Early diagnosis and aggressive therapy are important in the management of ecthyma gangrenosum. An antipseudomonal beta-lactam antibiotic with or without an aminoglycoside is appropriate for treatment of both bacteremic and nonbacteremic ecthyma gangrenosum . The absence of bacteremia is associated with the best outcome. Patients with Pseudomonas bacteremia have been reported to have a mortality rate of 38% . On the other hand, only two patients (15%) died in a review of 13 patients with ecthyma gangrenosum without bacteremia . In another study, the mortality rate was 7.5 % in the group of patients with skin lesions considered to be primary and 20 % in the group of patients with skin lesions considered to be secondary to bacteremia .
As we point out in this case, ecthyma gangrenosum may develop even in the absence of bacteremia and even in immunocompetent people.

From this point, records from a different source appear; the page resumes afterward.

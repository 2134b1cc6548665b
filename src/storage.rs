//! String key/value persistence in the shape of browser local/session storage.

use crate::errors::StoreError;
use async_trait::async_trait;
use std::{
    collections::BTreeMap,
    path::{Path, PathBuf},
};
use tokio::{fs, sync::Mutex};
use tracing::error;

#[async_trait]
pub trait KeyValueStorage: Send + Sync {
    async fn get_item(&self, key: &str) -> Result<Option<String>, StoreError>;

    async fn set_item(&self, key: &str, value: String) -> Result<(), StoreError>;
}

/// Lives as long as the process; stands in for session storage.
#[derive(Default)]
pub struct MemoryStorage {
    items: Mutex<BTreeMap<String, String>>,
}

impl MemoryStorage {
    pub fn new() -> Self {
        Self::default()
    }
}

#[async_trait]
impl KeyValueStorage for MemoryStorage {
    async fn get_item(&self, key: &str) -> Result<Option<String>, StoreError> {
        Ok(self.items.lock().await.get(key).cloned())
    }

    async fn set_item(&self, key: &str, value: String) -> Result<(), StoreError> {
        self.items.lock().await.insert(key.to_string(), value);
        Ok(())
    }
}

/// Survives restarts by rewriting a JSON object on every write.
pub struct FileStorage {
    path: PathBuf,
    items: Mutex<BTreeMap<String, String>>,
}

impl FileStorage {
    pub async fn open(path: impl Into<PathBuf>) -> Result<Self, StoreError> {
        let path = path.into();
        if let Some(parent) = path.parent() {
            if !parent.as_os_str().is_empty() {
                fs::create_dir_all(parent).await?;
            }
        }
        let items = load_items(&path).await;
        Ok(Self {
            path,
            items: Mutex::new(items),
        })
    }
}

#[async_trait]
impl KeyValueStorage for FileStorage {
    async fn get_item(&self, key: &str) -> Result<Option<String>, StoreError> {
        Ok(self.items.lock().await.get(key).cloned())
    }

    async fn set_item(&self, key: &str, value: String) -> Result<(), StoreError> {
        let mut items = self.items.lock().await;
        let previous = items.insert(key.to_string(), value);
        let payload = serde_json::to_vec_pretty(&*items)?;
        if let Err(err) = fs::write(&self.path, payload).await {
            match previous {
                Some(previous) => items.insert(key.to_string(), previous),
                None => items.remove(key),
            };
            return Err(err.into());
        }
        Ok(())
    }
}

async fn load_items(path: &Path) -> BTreeMap<String, String> {
    match fs::read(path).await {
        Ok(bytes) => match serde_json::from_slice(&bytes) {
            Ok(items) => items,
            Err(err) => {
                error!("failed to parse storage file: {err}");
                BTreeMap::new()
            }
        },
        Err(err) if err.kind() == std::io::ErrorKind::NotFound => BTreeMap::new(),
        Err(err) => {
            error!("failed to read storage file: {err}");
            BTreeMap::new()
        }
    }
}
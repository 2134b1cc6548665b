use super::CounterStore;
use crate::errors::StoreError;
use crate::models::LikeStats;
use crate::storage::KeyValueStorage;
use async_trait::async_trait;
use std::{collections::BTreeSet, sync::Arc};
use tokio::sync::Mutex;
use tracing::warn;

pub const GLOBAL_VISIT_COUNT_KEY: &str = "globalVisitCount";
pub const GLOBAL_LIKES_KEY: &str = "globalLikes";

/// Counter store kept in a browser-style key/value storage: the count as a
/// decimal string and the likers as a JSON array.
pub struct LocalStore {
    storage: Arc<dyn KeyValueStorage>,
    // Serializes read-modify-write cycles against the storage.
    write_lock: Mutex<()>,
}

impl LocalStore {
    pub fn new(storage: Arc<dyn KeyValueStorage>) -> Self {
        Self {
            storage,
            write_lock: Mutex::new(()),
        }
    }

    async fn load_count(&self) -> Result<u64, StoreError> {
        let raw = self.storage.get_item(GLOBAL_VISIT_COUNT_KEY).await?;
        Ok(raw.as_deref().map(parse_leading_count).unwrap_or(0))
    }

    async fn load_likes(&self) -> Result<BTreeSet<String>, StoreError> {
        let Some(raw) = self.storage.get_item(GLOBAL_LIKES_KEY).await? else {
            return Ok(BTreeSet::new());
        };
        match serde_json::from_str::<Vec<String>>(&raw) {
            Ok(ids) => Ok(ids.into_iter().collect()),
            Err(err) => {
                warn!("discarding unreadable like set: {err}");
                Ok(BTreeSet::new())
            }
        }
    }

    async fn save_likes(&self, likes: &BTreeSet<String>) -> Result<(), StoreError> {
        let ids: Vec<&String> = likes.iter().collect();
        self.storage
            .set_item(GLOBAL_LIKES_KEY, serde_json::to_string(&ids)?)
            .await
    }
}

/// Reads the leading run of digits, so `"12abc"` is 12. Anything without
/// one, negatives included, counts as 0.
fn parse_leading_count(raw: &str) -> u64 {
    let trimmed = raw.trim_start();
    let digits = trimmed.strip_prefix('+').unwrap_or(trimmed);
    let end = digits
        .find(|c: char| !c.is_ascii_digit())
        .unwrap_or(digits.len());
    digits[..end].parse().unwrap_or(0)
}

#[async_trait]
impl CounterStore for LocalStore {
    async fn visit_count(&self) -> Result<u64, StoreError> {
        self.load_count().await
    }

    async fn increment_visit(&self) -> Result<u64, StoreError> {
        let _guard = self.write_lock.lock().await;
        let next = self.load_count().await?.saturating_add(1);
        self.storage
            .set_item(GLOBAL_VISIT_COUNT_KEY, next.to_string())
            .await?;
        Ok(next)
    }

    async fn like_stats(&self, client_id: &str) -> Result<LikeStats, StoreError> {
        let likes = self.load_likes().await?;
        Ok(LikeStats {
            count: likes.len() as u64,
            is_liked: likes.contains(client_id),
        })
    }

    async fn set_like(&self, client_id: &str, liked: bool) -> Result<LikeStats, StoreError> {
        let _guard = self.write_lock.lock().await;
        let mut likes = self.load_likes().await?;
        let changed = if liked {
            likes.insert(client_id.to_string())
        } else {
            likes.remove(client_id)
        };
        if changed {
            self.save_likes(&likes).await?;
        }
        Ok(LikeStats {
            count: likes.len() as u64,
            is_liked: likes.contains(client_id),
        })
    }
}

It may be treated with appropriate antibiotics upon diagnosis by tissue culture and microscopic examination. In conclusion, ecthyma gangrenosum should be considered as a possible diagnosis even when a previously healthy patient has negative blood cultures.
Written informed consent was obtained from the patient for publication of this case report and any accompanying images. A copy of the written consent is available for review by the Editor-in-Chief of this journal.